TASK → Search the records for the string "both", then copy each line that has it.

(Source data)
*** Begin section ***
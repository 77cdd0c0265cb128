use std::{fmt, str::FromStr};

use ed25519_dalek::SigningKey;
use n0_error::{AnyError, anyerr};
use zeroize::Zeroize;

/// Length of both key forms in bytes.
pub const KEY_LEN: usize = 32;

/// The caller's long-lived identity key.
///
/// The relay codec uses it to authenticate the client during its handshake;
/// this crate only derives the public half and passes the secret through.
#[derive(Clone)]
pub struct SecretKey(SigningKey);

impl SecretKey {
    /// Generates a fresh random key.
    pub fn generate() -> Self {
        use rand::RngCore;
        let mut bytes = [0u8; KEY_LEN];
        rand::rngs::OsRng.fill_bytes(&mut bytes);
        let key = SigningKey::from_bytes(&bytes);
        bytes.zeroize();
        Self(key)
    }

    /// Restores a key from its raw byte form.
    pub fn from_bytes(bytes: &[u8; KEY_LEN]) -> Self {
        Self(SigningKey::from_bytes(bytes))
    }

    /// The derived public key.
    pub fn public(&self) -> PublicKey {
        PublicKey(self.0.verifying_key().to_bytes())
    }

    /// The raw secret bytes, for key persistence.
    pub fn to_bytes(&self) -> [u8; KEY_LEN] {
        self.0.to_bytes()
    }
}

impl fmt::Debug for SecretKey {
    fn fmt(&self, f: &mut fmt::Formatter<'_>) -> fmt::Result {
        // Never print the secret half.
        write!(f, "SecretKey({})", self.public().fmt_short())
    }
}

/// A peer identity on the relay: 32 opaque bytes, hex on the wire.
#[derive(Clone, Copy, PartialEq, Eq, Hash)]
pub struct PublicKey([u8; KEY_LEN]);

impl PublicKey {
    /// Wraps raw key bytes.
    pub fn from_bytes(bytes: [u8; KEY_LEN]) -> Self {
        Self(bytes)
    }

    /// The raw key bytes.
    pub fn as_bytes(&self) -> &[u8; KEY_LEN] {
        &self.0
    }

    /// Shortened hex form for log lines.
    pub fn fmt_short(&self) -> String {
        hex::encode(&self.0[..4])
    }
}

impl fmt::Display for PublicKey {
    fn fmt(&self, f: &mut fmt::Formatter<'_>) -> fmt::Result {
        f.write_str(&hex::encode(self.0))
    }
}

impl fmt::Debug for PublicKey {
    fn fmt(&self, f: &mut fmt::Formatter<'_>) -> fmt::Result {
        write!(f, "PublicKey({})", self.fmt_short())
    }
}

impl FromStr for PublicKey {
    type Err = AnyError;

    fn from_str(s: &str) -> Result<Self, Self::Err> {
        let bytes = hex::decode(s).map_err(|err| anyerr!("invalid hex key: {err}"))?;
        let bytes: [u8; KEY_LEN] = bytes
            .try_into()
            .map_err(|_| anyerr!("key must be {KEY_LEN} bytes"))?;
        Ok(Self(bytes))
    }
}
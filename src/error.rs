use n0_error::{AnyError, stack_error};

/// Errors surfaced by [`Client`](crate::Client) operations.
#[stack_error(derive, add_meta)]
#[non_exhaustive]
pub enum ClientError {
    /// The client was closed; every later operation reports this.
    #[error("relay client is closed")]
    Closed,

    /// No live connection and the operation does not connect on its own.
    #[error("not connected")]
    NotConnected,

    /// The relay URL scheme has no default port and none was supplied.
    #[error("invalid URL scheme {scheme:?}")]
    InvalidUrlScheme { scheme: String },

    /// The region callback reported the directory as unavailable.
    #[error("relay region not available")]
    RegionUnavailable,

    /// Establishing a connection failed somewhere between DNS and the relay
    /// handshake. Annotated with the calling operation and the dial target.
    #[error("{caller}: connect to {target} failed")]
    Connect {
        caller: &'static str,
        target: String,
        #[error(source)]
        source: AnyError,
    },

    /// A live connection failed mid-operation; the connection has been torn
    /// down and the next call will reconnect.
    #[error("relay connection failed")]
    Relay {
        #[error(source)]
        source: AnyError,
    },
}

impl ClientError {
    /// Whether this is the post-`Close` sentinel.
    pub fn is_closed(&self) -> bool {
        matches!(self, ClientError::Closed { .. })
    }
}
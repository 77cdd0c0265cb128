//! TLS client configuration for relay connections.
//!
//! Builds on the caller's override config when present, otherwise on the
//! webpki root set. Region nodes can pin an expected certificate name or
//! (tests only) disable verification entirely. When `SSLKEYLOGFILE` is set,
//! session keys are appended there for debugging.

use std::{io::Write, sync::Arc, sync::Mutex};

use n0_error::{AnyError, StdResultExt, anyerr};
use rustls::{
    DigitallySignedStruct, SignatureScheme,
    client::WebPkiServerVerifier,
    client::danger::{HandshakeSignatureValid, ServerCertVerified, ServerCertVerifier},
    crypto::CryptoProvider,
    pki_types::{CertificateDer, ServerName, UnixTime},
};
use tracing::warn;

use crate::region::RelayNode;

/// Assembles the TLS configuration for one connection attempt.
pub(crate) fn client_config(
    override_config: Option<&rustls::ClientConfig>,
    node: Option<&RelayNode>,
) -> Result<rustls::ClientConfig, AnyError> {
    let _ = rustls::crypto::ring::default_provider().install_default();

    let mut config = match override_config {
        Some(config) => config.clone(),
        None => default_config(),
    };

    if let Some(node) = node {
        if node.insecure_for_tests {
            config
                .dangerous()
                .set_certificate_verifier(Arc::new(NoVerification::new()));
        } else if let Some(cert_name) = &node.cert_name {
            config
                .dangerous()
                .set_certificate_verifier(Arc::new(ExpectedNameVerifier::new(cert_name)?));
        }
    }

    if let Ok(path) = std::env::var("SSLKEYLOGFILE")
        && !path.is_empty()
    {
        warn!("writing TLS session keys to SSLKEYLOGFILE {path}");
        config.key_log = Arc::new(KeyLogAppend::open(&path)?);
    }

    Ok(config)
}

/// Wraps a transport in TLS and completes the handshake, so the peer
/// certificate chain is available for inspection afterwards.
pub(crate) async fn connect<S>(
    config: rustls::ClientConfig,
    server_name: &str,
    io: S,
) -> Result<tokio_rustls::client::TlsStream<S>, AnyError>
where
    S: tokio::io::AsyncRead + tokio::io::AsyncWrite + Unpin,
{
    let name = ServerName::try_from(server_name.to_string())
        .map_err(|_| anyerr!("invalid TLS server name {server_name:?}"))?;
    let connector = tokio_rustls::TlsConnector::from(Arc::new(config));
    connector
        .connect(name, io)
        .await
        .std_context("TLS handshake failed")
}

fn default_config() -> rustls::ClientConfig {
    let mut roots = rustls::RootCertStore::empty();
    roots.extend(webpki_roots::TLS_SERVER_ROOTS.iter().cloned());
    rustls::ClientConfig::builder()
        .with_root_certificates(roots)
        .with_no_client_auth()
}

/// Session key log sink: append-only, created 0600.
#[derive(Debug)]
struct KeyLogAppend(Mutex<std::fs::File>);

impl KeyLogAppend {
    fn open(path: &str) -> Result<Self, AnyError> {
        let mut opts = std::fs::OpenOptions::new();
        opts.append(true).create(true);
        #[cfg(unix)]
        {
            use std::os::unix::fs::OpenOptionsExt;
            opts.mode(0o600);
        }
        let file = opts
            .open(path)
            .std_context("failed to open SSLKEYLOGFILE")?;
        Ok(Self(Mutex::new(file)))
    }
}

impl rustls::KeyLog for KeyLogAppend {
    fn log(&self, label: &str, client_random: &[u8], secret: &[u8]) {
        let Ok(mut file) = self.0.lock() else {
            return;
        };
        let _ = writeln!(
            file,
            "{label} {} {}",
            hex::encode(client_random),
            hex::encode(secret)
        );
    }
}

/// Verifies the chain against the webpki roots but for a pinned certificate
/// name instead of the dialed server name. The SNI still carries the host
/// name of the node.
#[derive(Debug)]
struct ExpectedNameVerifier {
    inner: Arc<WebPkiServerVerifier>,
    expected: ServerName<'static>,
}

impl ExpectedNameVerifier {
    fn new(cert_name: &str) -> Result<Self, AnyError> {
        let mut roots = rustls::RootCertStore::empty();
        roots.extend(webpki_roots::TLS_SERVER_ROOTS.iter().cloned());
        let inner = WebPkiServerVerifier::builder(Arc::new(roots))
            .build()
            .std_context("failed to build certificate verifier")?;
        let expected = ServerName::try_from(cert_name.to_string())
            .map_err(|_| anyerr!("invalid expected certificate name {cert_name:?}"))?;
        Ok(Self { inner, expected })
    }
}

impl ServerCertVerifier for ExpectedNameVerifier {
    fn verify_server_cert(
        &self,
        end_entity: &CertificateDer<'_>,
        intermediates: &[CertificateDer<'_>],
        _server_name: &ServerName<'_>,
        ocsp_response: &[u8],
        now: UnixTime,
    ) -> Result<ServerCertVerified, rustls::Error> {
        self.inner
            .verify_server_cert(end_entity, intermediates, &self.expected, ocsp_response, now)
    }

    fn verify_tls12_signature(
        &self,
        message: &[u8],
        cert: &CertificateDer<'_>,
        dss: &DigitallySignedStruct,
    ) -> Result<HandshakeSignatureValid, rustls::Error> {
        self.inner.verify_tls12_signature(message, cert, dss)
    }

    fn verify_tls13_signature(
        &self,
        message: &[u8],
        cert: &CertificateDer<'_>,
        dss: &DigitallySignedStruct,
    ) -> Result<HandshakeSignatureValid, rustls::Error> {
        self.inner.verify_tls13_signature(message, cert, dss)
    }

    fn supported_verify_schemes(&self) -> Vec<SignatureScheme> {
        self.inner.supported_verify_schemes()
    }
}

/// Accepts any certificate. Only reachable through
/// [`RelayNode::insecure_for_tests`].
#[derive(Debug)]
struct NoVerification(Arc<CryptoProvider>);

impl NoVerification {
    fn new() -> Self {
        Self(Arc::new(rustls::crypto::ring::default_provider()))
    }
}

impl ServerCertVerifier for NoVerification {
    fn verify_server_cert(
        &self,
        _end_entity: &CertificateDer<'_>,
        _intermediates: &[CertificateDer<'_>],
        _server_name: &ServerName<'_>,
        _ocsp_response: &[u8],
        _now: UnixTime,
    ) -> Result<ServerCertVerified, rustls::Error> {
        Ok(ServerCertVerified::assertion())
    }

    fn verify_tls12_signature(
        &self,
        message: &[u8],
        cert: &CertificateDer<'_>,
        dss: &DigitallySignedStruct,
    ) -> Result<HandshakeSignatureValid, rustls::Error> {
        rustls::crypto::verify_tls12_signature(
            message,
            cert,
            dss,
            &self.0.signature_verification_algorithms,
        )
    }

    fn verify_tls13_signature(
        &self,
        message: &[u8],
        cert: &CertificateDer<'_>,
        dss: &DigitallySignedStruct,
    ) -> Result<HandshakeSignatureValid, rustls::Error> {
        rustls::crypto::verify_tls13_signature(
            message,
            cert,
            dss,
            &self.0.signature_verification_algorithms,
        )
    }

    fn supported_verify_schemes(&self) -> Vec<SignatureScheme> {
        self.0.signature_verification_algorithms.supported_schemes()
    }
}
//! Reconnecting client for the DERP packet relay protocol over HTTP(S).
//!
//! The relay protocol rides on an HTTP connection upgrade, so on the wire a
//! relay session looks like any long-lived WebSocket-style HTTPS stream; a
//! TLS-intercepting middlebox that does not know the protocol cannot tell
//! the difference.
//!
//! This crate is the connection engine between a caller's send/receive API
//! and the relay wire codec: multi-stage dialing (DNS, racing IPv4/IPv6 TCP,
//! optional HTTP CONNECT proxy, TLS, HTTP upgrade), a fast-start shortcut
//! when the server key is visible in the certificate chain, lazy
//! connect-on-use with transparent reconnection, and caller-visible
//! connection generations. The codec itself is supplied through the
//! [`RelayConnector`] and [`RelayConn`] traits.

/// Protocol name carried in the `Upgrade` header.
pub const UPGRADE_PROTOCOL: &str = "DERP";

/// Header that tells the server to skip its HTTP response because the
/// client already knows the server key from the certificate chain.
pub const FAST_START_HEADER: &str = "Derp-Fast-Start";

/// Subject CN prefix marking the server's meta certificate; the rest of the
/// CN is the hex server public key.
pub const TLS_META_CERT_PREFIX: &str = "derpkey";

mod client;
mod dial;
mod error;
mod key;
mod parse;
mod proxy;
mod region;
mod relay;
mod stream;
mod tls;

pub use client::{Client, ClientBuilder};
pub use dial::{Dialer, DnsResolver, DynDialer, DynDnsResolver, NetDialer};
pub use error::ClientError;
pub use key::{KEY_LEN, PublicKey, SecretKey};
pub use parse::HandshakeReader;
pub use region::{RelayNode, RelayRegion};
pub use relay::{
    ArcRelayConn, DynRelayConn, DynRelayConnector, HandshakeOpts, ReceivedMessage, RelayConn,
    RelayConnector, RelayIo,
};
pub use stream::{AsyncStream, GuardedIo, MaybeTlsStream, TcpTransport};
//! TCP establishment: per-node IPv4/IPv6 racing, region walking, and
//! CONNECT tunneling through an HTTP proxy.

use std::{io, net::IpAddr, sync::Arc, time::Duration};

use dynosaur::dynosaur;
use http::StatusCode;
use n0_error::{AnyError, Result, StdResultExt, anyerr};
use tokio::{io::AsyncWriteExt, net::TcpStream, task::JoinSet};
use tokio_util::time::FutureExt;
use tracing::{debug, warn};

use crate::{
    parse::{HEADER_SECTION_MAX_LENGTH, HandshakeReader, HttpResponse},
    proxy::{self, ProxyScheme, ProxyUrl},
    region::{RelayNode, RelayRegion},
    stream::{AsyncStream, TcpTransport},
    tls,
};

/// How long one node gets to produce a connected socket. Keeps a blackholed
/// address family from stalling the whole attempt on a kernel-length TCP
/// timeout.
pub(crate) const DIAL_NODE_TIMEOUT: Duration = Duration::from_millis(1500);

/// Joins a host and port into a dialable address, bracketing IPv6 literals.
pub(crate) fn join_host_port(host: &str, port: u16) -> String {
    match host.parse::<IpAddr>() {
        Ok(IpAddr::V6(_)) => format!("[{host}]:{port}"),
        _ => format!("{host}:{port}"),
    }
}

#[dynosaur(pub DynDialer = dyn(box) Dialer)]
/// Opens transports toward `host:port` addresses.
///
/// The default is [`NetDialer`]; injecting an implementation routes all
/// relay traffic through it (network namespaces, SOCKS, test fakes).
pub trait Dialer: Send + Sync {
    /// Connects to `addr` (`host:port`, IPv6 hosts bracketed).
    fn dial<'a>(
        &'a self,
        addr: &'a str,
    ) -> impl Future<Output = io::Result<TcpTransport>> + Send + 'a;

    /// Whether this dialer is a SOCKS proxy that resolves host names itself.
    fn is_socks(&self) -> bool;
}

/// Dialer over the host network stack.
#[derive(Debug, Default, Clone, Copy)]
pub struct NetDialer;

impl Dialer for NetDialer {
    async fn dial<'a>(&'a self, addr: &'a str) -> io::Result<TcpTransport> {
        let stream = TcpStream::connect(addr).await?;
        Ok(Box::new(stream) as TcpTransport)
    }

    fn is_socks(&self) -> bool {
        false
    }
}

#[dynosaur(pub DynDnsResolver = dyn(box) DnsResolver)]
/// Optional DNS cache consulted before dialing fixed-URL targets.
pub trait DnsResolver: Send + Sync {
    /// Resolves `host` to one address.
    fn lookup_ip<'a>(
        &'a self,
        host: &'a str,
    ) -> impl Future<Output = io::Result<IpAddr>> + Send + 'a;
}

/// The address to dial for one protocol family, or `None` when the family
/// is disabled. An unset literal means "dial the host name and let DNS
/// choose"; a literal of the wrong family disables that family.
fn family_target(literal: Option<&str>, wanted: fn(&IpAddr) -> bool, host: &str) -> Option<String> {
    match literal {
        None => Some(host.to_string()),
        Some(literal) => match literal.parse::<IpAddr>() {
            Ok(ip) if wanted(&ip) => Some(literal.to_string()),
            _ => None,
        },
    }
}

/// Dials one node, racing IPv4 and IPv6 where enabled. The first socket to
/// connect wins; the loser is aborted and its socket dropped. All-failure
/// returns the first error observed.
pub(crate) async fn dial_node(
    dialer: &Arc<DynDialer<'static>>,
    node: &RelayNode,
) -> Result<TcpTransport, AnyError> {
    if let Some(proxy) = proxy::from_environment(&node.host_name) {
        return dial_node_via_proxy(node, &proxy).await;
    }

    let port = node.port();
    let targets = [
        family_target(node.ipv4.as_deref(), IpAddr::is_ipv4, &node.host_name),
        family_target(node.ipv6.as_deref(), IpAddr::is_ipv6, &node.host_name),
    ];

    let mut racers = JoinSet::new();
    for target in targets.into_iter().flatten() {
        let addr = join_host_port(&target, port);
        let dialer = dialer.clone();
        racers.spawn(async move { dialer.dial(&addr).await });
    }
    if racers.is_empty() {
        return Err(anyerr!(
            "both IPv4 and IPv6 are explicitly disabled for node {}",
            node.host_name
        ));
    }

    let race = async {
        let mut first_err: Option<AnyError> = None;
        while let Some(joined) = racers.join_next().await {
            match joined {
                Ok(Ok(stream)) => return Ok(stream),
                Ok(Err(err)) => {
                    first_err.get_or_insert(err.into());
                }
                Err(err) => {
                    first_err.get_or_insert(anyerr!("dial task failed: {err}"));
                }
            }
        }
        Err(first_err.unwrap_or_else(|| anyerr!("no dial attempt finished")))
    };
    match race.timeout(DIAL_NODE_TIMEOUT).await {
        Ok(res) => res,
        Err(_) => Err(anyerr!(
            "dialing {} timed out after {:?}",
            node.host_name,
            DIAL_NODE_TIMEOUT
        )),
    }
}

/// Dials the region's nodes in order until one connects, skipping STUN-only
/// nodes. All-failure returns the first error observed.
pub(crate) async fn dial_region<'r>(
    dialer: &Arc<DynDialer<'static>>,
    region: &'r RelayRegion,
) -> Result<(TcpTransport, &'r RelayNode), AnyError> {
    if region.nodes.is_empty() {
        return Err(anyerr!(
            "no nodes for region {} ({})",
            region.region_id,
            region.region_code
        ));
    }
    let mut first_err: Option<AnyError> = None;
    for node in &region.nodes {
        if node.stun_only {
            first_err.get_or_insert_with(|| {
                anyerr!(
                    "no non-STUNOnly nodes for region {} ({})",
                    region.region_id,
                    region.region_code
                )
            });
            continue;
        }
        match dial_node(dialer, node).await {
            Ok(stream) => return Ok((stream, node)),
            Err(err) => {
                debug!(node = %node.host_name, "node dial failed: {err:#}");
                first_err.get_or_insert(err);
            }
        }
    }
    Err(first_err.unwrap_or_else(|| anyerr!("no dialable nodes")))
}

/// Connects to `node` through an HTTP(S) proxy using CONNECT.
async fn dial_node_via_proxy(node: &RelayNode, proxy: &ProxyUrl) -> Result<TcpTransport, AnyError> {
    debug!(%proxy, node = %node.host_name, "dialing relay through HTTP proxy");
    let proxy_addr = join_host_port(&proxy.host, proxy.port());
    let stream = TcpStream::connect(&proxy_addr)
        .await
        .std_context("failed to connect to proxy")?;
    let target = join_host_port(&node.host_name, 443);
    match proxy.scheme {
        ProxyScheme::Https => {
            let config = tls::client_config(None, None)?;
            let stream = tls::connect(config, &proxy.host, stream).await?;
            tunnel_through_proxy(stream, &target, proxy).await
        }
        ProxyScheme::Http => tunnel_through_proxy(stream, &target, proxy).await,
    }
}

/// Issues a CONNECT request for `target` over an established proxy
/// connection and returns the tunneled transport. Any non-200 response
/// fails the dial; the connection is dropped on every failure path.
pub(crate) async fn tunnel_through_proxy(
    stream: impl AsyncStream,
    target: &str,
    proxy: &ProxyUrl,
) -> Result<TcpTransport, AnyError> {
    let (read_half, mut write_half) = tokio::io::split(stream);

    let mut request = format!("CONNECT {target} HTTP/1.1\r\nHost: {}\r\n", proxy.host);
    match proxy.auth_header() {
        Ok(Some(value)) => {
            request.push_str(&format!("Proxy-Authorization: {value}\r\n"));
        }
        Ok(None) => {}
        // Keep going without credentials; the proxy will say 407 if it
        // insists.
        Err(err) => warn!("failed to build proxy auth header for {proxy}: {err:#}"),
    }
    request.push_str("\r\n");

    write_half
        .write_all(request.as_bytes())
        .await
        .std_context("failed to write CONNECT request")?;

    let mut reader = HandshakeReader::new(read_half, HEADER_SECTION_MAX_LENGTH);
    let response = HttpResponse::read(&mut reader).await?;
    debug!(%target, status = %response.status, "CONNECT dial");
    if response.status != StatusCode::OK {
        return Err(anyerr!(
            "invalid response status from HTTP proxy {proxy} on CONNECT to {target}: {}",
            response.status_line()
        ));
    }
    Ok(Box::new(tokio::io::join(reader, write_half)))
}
*** End section ***
ANSWER BOX →
/// Length of both key forms in bytes.
            "both IPv4 and IPv6 are explicitly disabled for node {}",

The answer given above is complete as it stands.